Esta última semana sólo tengo ideas, ideas malas que contar, que no sirven ni como anécdotas para los nietos (que no tendré) y que por más que he tratado de plasmarlas me ha sido imposible. ¿Será que escribir desde lo propio y no desde el imaginario colectivo es un ejercicio que requiere mayor rigurosidad e hidalguía?
No tengo agallas ni coraje para seguir ningún maldito instinto literario porque tengo miedo de pegarme de frente contra una pared, miedo de quedar vulnerable a los ojos de cualquiera o a no poder volver a ser fuerte y decidida o seguir despertando fantasmas olvidados que me recuerdan quien soy. Y que de pronto esa pared me caiga encima y yo quede sepultada para siempre y expuesta una vez más a los ojos inquisidores de los que me rodean.
Quizás si estuviera llena de valor, si las señales del cielo no indicasen que es una guerra perdida, quizás me estrellaría contra esa pared con la fe tonta de poderla atravesar sin un rasguño. O quizás pudiera encontrar la fórmula perfecta para rodearla y ver que hay del otro lado.

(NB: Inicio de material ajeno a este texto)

#[cfg(test)]
mod tests {
    use super::*;
    use crate::grid::Grid;

    fn image_from_rows(id: u32, rows: &[&[u32]]) -> ImageState {
        let height = rows.len() as u32;
        let width = rows[0].len() as u32;
        let cells: Vec<u32> = rows.iter().flat_map(|r| r.iter().copied()).collect();
        ImageState::new(format!("img_{id}.dat"), id, Grid::from_cells(width, height, cells))
    }

    fn shape_cells(shape: &TokenShape) -> Vec<(Offset, ClassId)> {
        shape.cells().iter().map(|c| (c.offset, c.base_class)).collect()
    }

    #[test]
    fn test_keep_source_anchor_predicate() {
        assert!(keep_source_anchor(Offset::RIGHT));
        assert!(keep_source_anchor(Offset::DOWN));
        assert!(keep_source_anchor(Offset::new(-3, 1)));
        assert!(!keep_source_anchor(Offset::new(-1, 0)));
        assert!(!keep_source_anchor(Offset::new(0, -1)));
        assert!(!keep_source_anchor(Offset::new(2, -1)));
    }

    #[test]
    fn test_combine_horizontal_singletons() {
        let shapes = ShapeTable::with_base_classes(7);
        let c = Constellation {
            source_class: 7,
            target_class: 7,
            offset: Offset::RIGHT,
        };
        let shape = combine_shapes(&c, &shapes).unwrap();
        assert_eq!(
            shape_cells(&shape),
            vec![(Offset::new(0, 0), 7), (Offset::new(1, 0), 7)]
        );
    }

    #[test]
    fn test_combine_upward_offset_keeps_target_anchor() {
        // Offset (0,-1): the target sits above, so its anchor survives and
        // the source cells are translated down by one.
        let mut shapes = ShapeTable::with_base_classes(7);
        let domino = shapes.append(TokenShape::from_cells(vec![
            ShapeCell {
                offset: Offset::new(0, 0),
                base_class: 6,
            },
            ShapeCell {
                offset: Offset::new(1, 0),
                base_class: 6,
            },
        ]));
        let c = Constellation {
            source_class: domino,
            target_class: 5,
            offset: Offset::new(0, -1),
        };
        let shape = combine_shapes(&c, &shapes).unwrap();
        assert_eq!(
            shape_cells(&shape),
            vec![
                (Offset::new(0, 0), 5),
                (Offset::new(0, 1), 6),
                (Offset::new(1, 1), 6),
            ]
        );
    }

    #[test]
    fn test_combine_negative_x_positive_y_keeps_source_anchor() {
        let shapes = ShapeTable::with_base_classes(9);
        let c = Constellation {
            source_class: 3,
            target_class: 4,
            offset: Offset::new(-1, 1),
        };
        let shape = combine_shapes(&c, &shapes).unwrap();
        assert_eq!(
            shape_cells(&shape),
            vec![(Offset::new(0, 0), 3), (Offset::new(-1, 1), 4)]
        );
    }

    #[test]
    fn test_combine_unknown_class_errors() {
        let shapes = ShapeTable::with_base_classes(3);
        let c = Constellation {
            source_class: 11,
            target_class: 0,
            offset: Offset::RIGHT,
        };
        assert!(matches!(
            combine_shapes(&c, &shapes),
            Err(TokenizeError::ShapeIndex { class: 11, .. })
        ));
    }

    #[test]
    fn test_apply_rule_basic_merge() {
        let mut shapes = ShapeTable::with_base_classes(7);
        let c = Constellation {
            source_class: 7,
            target_class: 7,
            offset: Offset::RIGHT,
        };
        let new_class = shapes.append(combine_shapes(&c, &shapes).unwrap());
        let rule = Rule {
            constellation: c,
            new_class,
        };

        let mut images = vec![image_from_rows(0, &[&[7, 7]])];
        apply_rule(&rule, &shapes, &mut images).unwrap();

        let image = &images[0];
        let left = Cell::new(0, 0);
        let right = Cell::new(1, 0);
        assert_eq!(image.class_at(left), 8);
        assert_eq!(image.class_at(right), 8);
        assert_eq!(image.id_at(left), image.id_at(right));
        assert_eq!(image.id_at(left), 2);
        assert_eq!(image.anchor_of(image.id_at(left)), left);
    }

    #[test]
    fn test_apply_rule_scan_order_on_run() {
        // A run of three identical cells: the leftmost pair merges first,
        // consuming cells 0 and 1; the third cell stays a singleton.
        let mut shapes = ShapeTable::with_base_classes(7);
        let c = Constellation {
            source_class: 7,
            target_class: 7,
            offset: Offset::RIGHT,
        };
        let new_class = shapes.append(combine_shapes(&c, &shapes).unwrap());
        let rule = Rule {
            constellation: c,
            new_class,
        };

        let mut images = vec![image_from_rows(0, &[&[7, 7, 7]])];
        apply_rule(&rule, &shapes, &mut images).unwrap();

        let image = &images[0];
        assert_eq!(image.class_at(Cell::new(0, 0)), 8);
        assert_eq!(image.class_at(Cell::new(1, 0)), 8);
        assert_eq!(image.class_at(Cell::new(2, 0)), 7);
        assert_ne!(image.id_at(Cell::new(1, 0)), image.id_at(Cell::new(2, 0)));
    }

    #[test]
    fn test_apply_rule_disjoint_occurrences() {
        let mut shapes = ShapeTable::with_base_classes(7);
        let c = Constellation {
            source_class: 7,
            target_class: 7,
            offset: Offset::RIGHT,
        };
        let new_class = shapes.append(combine_shapes(&c, &shapes).unwrap());
        let rule = Rule {
            constellation: c,
            new_class,
        };

        let mut images = vec![image_from_rows(0, &[&[7, 7, 7, 7]])];
        apply_rule(&rule, &shapes, &mut images).unwrap();

        let image = &images[0];
        for x in 0..4 {
            assert_eq!(image.class_at(Cell::new(x, 0)), 8);
        }
        let first = image.id_at(Cell::new(0, 0));
        let second = image.id_at(Cell::new(2, 0));
        assert_eq!(image.id_at(Cell::new(1, 0)), first);
        assert_eq!(image.id_at(Cell::new(3, 0)), second);
        assert_ne!(first, second);
        assert_eq!(image.anchor_of(second), Cell::new(2, 0));
    }

    #[test]
    fn test_apply_rule_requires_anchor_match() {
        // The target cell holds the right class but is not at its own
        // anchor: no merge may fire.
        let mut shapes = ShapeTable::with_base_classes(7);
        let domino = shapes.append(TokenShape::from_cells(vec![
            ShapeCell {
                offset: Offset::new(0, 0),
                base_class: 7,
            },
            ShapeCell {
                offset: Offset::new(1, 0),
                base_class: 7,
            },
        ]));

        let mut image = image_from_rows(0, &[&[5, 7, 7]]);
        let id = image.allocate_token(Cell::new(1, 0));
        image.set_cell(Cell::new(1, 0), domino, id);
        image.set_cell(Cell::new(2, 0), domino, id);

        // (5, domino) with offset (2,0) targets the domino's non-anchor
        // cell; nothing matches.
        let c = Constellation {
            source_class: 5,
            target_class: domino,
            offset: Offset::new(2, 0),
        };
        let new_class = shapes.append(combine_shapes(&c, &shapes).unwrap());
        let rule = Rule {
            constellation: c,
            new_class,
        };
        let mut images = vec![image];
        apply_rule(&rule, &shapes, &mut images).unwrap();
        assert_eq!(images[0].class_at(Cell::new(0, 0)), 5);
        assert_eq!(images[0].class_at(Cell::new(1, 0)), domino);
    }

    #[test]
    fn test_apply_rule_boundary_clipping() {
        // A clipped instance of a two-wide domino (class 5) occupies the
        // single column of a 1x2 image; merging it with the class-4 cell
        // below produces an L-shaped composite whose (1,0) cell falls
        // outside the grid and is silently skipped.
        let mut shapes = ShapeTable::with_base_classes(4);
        let domino = shapes.append(TokenShape::from_cells(vec![
            ShapeCell {
                offset: Offset::new(0, 0),
                base_class: 3,
            },
            ShapeCell {
                offset: Offset::new(1, 0),
                base_class: 3,
            },
        ]));

        let mut image = image_from_rows(0, &[&[3], &[4]]);
        let clipped = image.allocate_token(Cell::new(0, 0));
        image.set_cell(Cell::new(0, 0), domino, clipped);

        let c = Constellation {
            source_class: domino,
            target_class: 4,
            offset: Offset::DOWN,
        };
        let new_class = shapes.append(combine_shapes(&c, &shapes).unwrap());
        let rule = Rule {
            constellation: c,
            new_class,
        };

        let mut images = vec![image];
        apply_rule(&rule, &shapes, &mut images).unwrap();

        let image = &images[0];
        let top = Cell::new(0, 0);
        let bottom = Cell::new(0, 1);
        assert_eq!(image.class_at(top), new_class);
        assert_eq!(image.class_at(bottom), new_class);
        assert_eq!(image.id_at(top), image.id_at(bottom));
        assert_eq!(image.anchor_of(image.id_at(top)), top);

        // Interior cells still agree with the shape and the initial grid.
        let shape = shapes.get(new_class).unwrap();
        for cell in [top, bottom] {
            let offset = cell - image.anchor_of(image.id_at(cell));
            assert_eq!(
                shape.base_class_at(offset),
                Some(image.initial_class_at(cell))
            );
        }
    }

    #[test]
    fn test_apply_rule_no_match_is_noop() {
        let mut shapes = ShapeTable::with_base_classes(7);
        let c = Constellation {
            source_class: 1,
            target_class: 2,
            offset: Offset::RIGHT,
        };
        let new_class = shapes.append(combine_shapes(&c, &shapes).unwrap());
        let rule = Rule {
            constellation: c,
            new_class,
        };
        let mut images = vec![image_from_rows(0, &[&[7, 7]])];
        apply_rule(&rule, &shapes, &mut images).unwrap();
        assert_eq!(images[0].class_at(Cell::new(0, 0)), 7);
        assert_eq!(images[0].next_id(), 2);
    }

    #[test]
    fn test_apply_rules_in_order() {
        // Two rules chained: (7,7,(1,0)) -> 8, then (8,7,(2,0)) -> 9.
        let mut shapes = ShapeTable::with_base_classes(7);
        let c1 = Constellation {
            source_class: 7,
            target_class: 7,
            offset: Offset::RIGHT,
        };
        let class8 = shapes.append(combine_shapes(&c1, &shapes).unwrap());
        let c2 = Constellation {
            source_class: class8,
            target_class: 7,
            offset: Offset::new(2, 0),
        };
        let class9 = shapes.append(combine_shapes(&c2, &shapes).unwrap());

        let rules = vec![
            Rule {
                constellation: c1,
                new_class: class8,
            },
            Rule {
                constellation: c2,
                new_class: class9,
            },
        ];

        let mut images = vec![image_from_rows(0, &[&[7, 7, 7]])];
        apply_rules(&rules, &shapes, &mut images).unwrap();

        let image = &images[0];
        for x in 0..3 {
            assert_eq!(image.class_at(Cell::new(x, 0)), class9);
            assert_eq!(image.id_at(Cell::new(x, 0)), image.id_at(Cell::new(0, 0)));
        }
        assert_eq!(image.anchor_of(image.id_at(Cell::new(0, 0))), Cell::new(0, 0));
    }
}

No se me ocurre ningún artefacto capaz de ablandar el cemento, destruir ladrillos o atravesar paredes sin morir en el intento, así que seguiré paseando cerca de esa pared y miraré de reojo su majestuosidad, con la vaga esperanza de que su pintura se descascare y algún día mi imaginación sea capaz de atravesarla sin tirarla al suelo. En fin, ilusiones tontas que tiene una, cuando le da por pensar que sería más fácil alejarse de esa pared que quedarse cerca para contemplarla. Por que en verdad si tengo muchas historias que contar, sólo que las estoy canalizando para poder contar más de alguna verdad.